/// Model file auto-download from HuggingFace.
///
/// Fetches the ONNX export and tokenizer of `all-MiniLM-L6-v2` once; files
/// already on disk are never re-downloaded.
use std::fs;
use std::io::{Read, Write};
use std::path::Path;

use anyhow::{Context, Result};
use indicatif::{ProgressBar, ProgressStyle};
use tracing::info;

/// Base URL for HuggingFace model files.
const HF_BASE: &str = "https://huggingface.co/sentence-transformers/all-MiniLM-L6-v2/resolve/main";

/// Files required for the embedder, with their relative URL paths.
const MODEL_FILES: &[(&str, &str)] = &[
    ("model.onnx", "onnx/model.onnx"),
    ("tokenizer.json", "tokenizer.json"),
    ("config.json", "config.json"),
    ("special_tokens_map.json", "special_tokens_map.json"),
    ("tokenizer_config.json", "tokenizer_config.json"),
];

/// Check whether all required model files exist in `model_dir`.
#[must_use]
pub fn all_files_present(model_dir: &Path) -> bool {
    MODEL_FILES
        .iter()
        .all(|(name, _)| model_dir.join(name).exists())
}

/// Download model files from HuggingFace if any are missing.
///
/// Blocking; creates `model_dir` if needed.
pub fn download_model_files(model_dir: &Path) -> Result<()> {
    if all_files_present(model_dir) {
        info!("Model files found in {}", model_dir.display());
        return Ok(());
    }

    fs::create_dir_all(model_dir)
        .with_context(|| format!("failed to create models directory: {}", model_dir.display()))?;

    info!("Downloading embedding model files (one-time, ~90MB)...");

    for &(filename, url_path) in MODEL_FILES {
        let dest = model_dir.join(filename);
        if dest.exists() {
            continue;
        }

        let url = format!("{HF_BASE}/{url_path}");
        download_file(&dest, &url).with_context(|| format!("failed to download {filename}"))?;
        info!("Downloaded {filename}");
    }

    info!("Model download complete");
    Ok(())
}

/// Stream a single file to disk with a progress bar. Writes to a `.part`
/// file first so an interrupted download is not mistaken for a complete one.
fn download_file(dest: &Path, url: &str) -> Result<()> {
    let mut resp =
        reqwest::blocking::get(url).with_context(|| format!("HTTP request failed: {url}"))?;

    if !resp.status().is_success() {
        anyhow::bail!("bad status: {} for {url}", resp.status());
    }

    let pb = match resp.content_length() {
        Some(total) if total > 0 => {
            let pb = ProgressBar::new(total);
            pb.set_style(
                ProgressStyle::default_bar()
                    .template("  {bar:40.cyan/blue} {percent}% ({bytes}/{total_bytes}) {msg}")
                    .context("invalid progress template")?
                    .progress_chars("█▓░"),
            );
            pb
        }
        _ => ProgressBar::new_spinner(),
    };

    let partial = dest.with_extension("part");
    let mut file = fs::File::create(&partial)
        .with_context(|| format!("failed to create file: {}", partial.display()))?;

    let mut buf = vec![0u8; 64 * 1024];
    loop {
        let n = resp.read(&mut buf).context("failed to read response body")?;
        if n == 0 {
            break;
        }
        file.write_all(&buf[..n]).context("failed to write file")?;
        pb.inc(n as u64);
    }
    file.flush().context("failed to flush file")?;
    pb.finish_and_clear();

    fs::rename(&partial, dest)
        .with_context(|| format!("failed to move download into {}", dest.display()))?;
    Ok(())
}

** Task description **
For each line in the material above that contains the string "complete", make a copy.

** Answer box **
    info!("Model download complete");
/// file first so an interrupted download is not mistaken for a complete one.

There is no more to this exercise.